With cultures of the original WEHI-3B tumor cells in 1968, I had observed a curious phenomenon in which coculture of the tumor cells with normal marrow cells led to colony formation demonstrable as originating from the cultured normal cells. This phenomenon was remarkable for two reasons. We had never observed before that coculture of tumor cells with normal cells could result in the stimulation of colony formation by normal cells, suggesting that this cell line had an unusual capacity to produce CSF. More remarkable was the curious appearance of the small numbers of colonies developing. These were composed of uniformly dispersed cells in globular clouds. I had never before observed colonies with this peculiar morphology and pointed out in the published description of these studies that a novel CSF and/or cell type must be involved. On occasion, Malcolm and I had also observed the development of small clusters of giant cells with what could have been multiple or multilobed nuclei. They could have been megakaryocytes, but we hesitated to reach this conclusion because no specific stain for megakaryocytes was then available (now acetylcholinesterase would be used for this purpose) and because aging macrophages in colonies can undergo cell fusion with the formation of large multinucleate cells.
These observations had been set aside as curiosities for possible further exploration at some future date. In retrospect, they represented the first detection of Multi-CSF (IL-3), because at very low concentrations this agent is quite distinctive in stimulating the formation by marrow cells of small numbers of dispersed colonies whose cells still remain only partially characterized.
A quite separate stream of studies was begun in our laboratories in 1973 by an American sabbatical leave worker, John Parker, who had a background of working with lectin-stimulated proliferation of T lymphocytes. Tom McNeill, another postdoc who had been in our laboratory in 1968, had recently observed that the lectin phytohemagglutin seemed able to induce spleen cells to produce CSF. In simultaneous studies, John Parker continued this general line of enquiry by investigating in more detail whether lectins of this type could provoke T lymphocytes to produce CSF. Lectins proved able to stimulate spleen and lymph node populations to produce CSF and he established that it was indeed T
lymphocytes in the mitogen-stimulated spleen cell populations that were the source of the CSF. He settled on pokeweed mitogen as the most effective lectin to use for spleen cell activation and, of the various mouse strains tested, BALB/c spleen cells seemed to be the most active and reliable. Apart from being a novel source of highly active CSF- containing conditioned medium, pokeweed mitogen-stimulated spleen-conditioned medium (SCM) proved able to stimulate the formation of the same curious dispersed colonies as had developed in the earlier cocultures of marrow cells with WEHI-3B cells. We wrote a paper describing these dispersed colonies in which the referees forced me to change the name of the colonies to eosinophil-like colonies. We did have some Giemsa-stained cell preparations from these colonies in which cells were present that could have been eosinophils, but I was certainly not happy to refer to them as eosinophil colonies.
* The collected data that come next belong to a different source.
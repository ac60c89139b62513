//! Guarded task loop.
//!
//! Each cycle claims ownership; the owner runs the configured command, the
//! other node only logs that it is observing. Claim errors never run the
//! command and are retried on the next cycle.

use std::sync::Arc;
use std::sync::atomic::{AtomicBool, Ordering};
use std::time::{Duration, Instant};

use anyhow::Context;
use clap::Args;
use rand::Rng;

use super::claim::describe;
use super::{FileCoordinator, GlobalArgs, file_coordinator};
use crate::config::WatchConfig;
use crate::error::ExitError;
use crate::identity::{NODE_ENV, get_node_identity};
use crate::record::NodeId;
use crate::subprocess::Tool;

#[derive(Debug, Args)]
pub struct WatchArgs {
    /// Node to claim for (default: autodetected)
    #[arg(long, value_enum)]
    pub node: Option<NodeId>,
    /// Lease timeout in minutes (default: lease.timeout_minutes)
    #[arg(long)]
    pub timeout_minutes: Option<u64>,
    /// Seconds between cycles (default: watch.interval_secs)
    #[arg(long)]
    pub interval_secs: Option<u64>,
    /// Run a single cycle and exit; errors become the exit code
    #[arg(long)]
    pub once: bool,
    /// Command to run while this node owns the lease
    #[arg(last = true)]
    pub command: Vec<String>,
}

/// What one cycle did.
#[derive(Debug, Clone, PartialEq, Eq)]
pub enum CycleResult {
    Observed,
    Idle,
    Ran { exit_code: i32 },
}

impl WatchArgs {
    pub fn execute(&self, global: &GlobalArgs) -> anyhow::Result<()> {
        let config = global.load_config()?;
        let node = get_node_identity(self.node, &config.identity)?;
        let coordinator = file_coordinator(&config, global, self.timeout_minutes)?;
        let interval = match self.interval_secs {
            Some(0) => {
                return Err(ExitError::Config("--interval-secs must be at least 1".into()).into());
            }
            Some(secs) => Duration::from_secs(secs),
            None => Duration::from_secs(config.watch.interval_secs),
        };
        let task = self.task(node, &config.watch)?;

        let lease_secs = u64::try_from(coordinator.timeout().num_seconds()).unwrap_or(u64::MAX);
        config
            .watch
            .check_renewal_gap(interval.as_secs(), lease_secs, task.is_some())?;

        let _span = tracing::info_span!("watch", %node).entered();

        if self.once {
            run_cycle(&coordinator, node, task.as_ref(), 1)?;
            return Ok(());
        }

        let running = Arc::new(AtomicBool::new(true));
        {
            let running = Arc::clone(&running);
            ctrlc::set_handler(move || {
                eprintln!("Received interrupt signal, stopping after this cycle...");
                running.store(false, Ordering::SeqCst);
            })
            .context("installing Ctrl-C handler")?;
        }

        tracing::info!(interval_secs = interval.as_secs(), "watch loop started");
        let mut cycle: u64 = 0;
        while running.load(Ordering::SeqCst) {
            cycle += 1;
            if let Err(e) = run_cycle(&coordinator, node, task.as_ref(), cycle) {
                tracing::error!(cycle, "cycle failed, retrying next cycle: {e:#}");
            }
            let pause = interval + jitter(config.watch.jitter_secs);
            sleep_while(&running, pause);
        }
        tracing::info!(cycles = cycle, "watch loop stopped");
        Ok(())
    }

    fn task(&self, node: NodeId, watch: &WatchConfig) -> anyhow::Result<Option<Tool>> {
        if self.command.is_empty() {
            return Ok(None);
        }
        let tool = Tool::from_argv(&self.command)?
            .env(NODE_ENV, node.as_str())
            .timeout(Duration::from_secs(watch.command_timeout_secs))
            .inherit_output();
        Ok(Some(tool))
    }
}

/// Claim, then run `task` if this node owns the lease.
pub fn run_cycle(
    coordinator: &FileCoordinator,
    node: NodeId,
    task: Option<&Tool>,
    cycle: u64,
) -> anyhow::Result<CycleResult> {
    let outcome = coordinator
        .claim_ownership(node)
        .map_err(ExitError::from)?;

    if !outcome.is_granted() {
        tracing::info!(cycle, "{}", describe(node, &outcome));
        return Ok(CycleResult::Observed);
    }

    tracing::info!(cycle, "{}", describe(node, &outcome));
    let Some(task) = task else {
        return Ok(CycleResult::Idle);
    };

    let started = Instant::now();
    let output = task.run_ok()?;
    tracing::info!(
        cycle,
        command = task.program(),
        elapsed_ms = u64::try_from(started.elapsed().as_millis()).unwrap_or(u64::MAX),
        "guarded command finished"
    );
    Ok(CycleResult::Ran {
        exit_code: output.exit_code,
    })
}

fn jitter(max_secs: u64) -> Duration {
    if max_secs == 0 {
        return Duration::ZERO;
    }
    Duration::from_millis(rand::rng().random_range(0..=max_secs.saturating_mul(1000)))
}

/// Sleep for `total`, waking early once `running` is cleared.
fn sleep_while(running: &AtomicBool, total: Duration) {
    let deadline = Instant::now() + total;
    while running.load(Ordering::SeqCst) {
        let now = Instant::now();
        if now >= deadline {
            return;
        }
        std::thread::sleep((deadline - now).min(Duration::from_millis(200)));
    }
}
use std::fs;
use std::path::{Path, PathBuf};

use chrono::{DateTime, Utc};

/// Source of "now" for heartbeat comparisons.
pub trait Clock {
    fn now(&self) -> DateTime<Utc>;
}

impl<T: Clock + ?Sized> Clock for &T {
    fn now(&self) -> DateTime<Utc> {
        (**self).now()
    }
}

impl<T: Clock + ?Sized> Clock for Box<T> {
    fn now(&self) -> DateTime<Utc> {
        (**self).now()
    }
}

/// The node's own wall clock.
#[derive(Debug, Clone, Copy, Default)]
pub struct SystemClock;

impl Clock for SystemClock {
    fn now(&self) -> DateTime<Utc> {
        Utc::now()
    }
}

/// Reads time off the shared storage: touches a probe file next to the
/// record and takes its modification time. On a network filesystem that is
/// the server's clock, which both nodes agree on even when theirs drift.
#[derive(Debug, Clone)]
pub struct StorageClock {
    probe: PathBuf,
}

impl StorageClock {
    /// Probe file placed beside `record_path`.
    pub fn beside(record_path: &Path) -> Self {
        let mut name = record_path
            .file_name()
            .map(|n| n.to_os_string())
            .unwrap_or_default();
        name.push(".clock");
        Self {
            probe: record_path.with_file_name(name),
        }
    }

    pub fn probe_path(&self) -> &Path {
        &self.probe
    }

    fn read(&self) -> std::io::Result<DateTime<Utc>> {
        fs::write(&self.probe, std::process::id().to_string())?;
        let modified = fs::metadata(&self.probe)?.modified()?;
        Ok(DateTime::<Utc>::from(modified))
    }
}

impl Clock for StorageClock {
    fn now(&self) -> DateTime<Utc> {
        self.read().unwrap_or_else(|e| {
            tracing::warn!(
                probe = %self.probe.display(),
                "storage clock unavailable, using system clock: {e}"
            );
            Utc::now()
        })
    }
}

#[cfg(test)]
mod tests {
    use super::*;

    #[test]
    fn storage_clock_tracks_probe_mtime() {
        let dir = tempfile::tempdir().unwrap();
        let clock = StorageClock::beside(&dir.path().join("state.json"));
        assert!(clock.probe_path().ends_with("state.json.clock"));

        let before = Utc::now() - chrono::Duration::seconds(5);
        let now = clock.now();
        assert!(clock.probe_path().exists());
        assert!(now >= before && now <= Utc::now() + chrono::Duration::seconds(5));
    }

    #[test]
    fn storage_clock_falls_back_when_probe_fails() {
        let dir = tempfile::tempdir().unwrap();
        let clock = StorageClock::beside(&dir.path().join("missing/dir/state.json"));
        let now = clock.now();
        assert!((Utc::now() - now).num_seconds().abs() < 5);
    }
}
This assignation of the name "eosinophil" to these dispersed colonies was quite wrong. They are certainly not composed of eosinophils and later work with an eosinophil-specific stain (Luxol Fast Blue) made it clear that while SCM does in fact stimulate eosinophil as well as granulocyte and macrophage colonies to develop, mouse eosinophil colonies have a very different gross morphology, usually looking like small granulocytic colonies.
SCM was to prove to have some remarkable properties. In 1974, while working for a year in Lausanne, I used SCM as reliable material for stimulating the formation of colonies that we showed were composed of megakaryocytes. To SCM therefore goes the credit of providing the first stimulating material for growing megakaryocyte colonies. In 1976, Greg Johnson and I discovered its ability to stimulate multipotential and erythroid colony formation in cultures of mouse fetal liver cells in the absence of added erythropoietin. No doubt small amounts of erythropoietin may have been present in the human plasma used in the cultures, but it was certainly a novelty to be able to grow large red erythroid colonies without the addition of erythropoietin. Furthermore, the multipotential colonies were an astonishing addition to the hematopoietic colony types now able to be grown in vitro because they could contain cells of at least five lineages.
These developments had been proceeding at a time when the major projects in the laboratory were the purification of lung GM-CSF and the imminent commencement of attempts to purify G-CSF. Although our group now contained 10 scientists and students, it was not large enough to contemplate with equanimity the additional task of purifying what could have been several novel lineage-specific colony-stimulating factors in SCM.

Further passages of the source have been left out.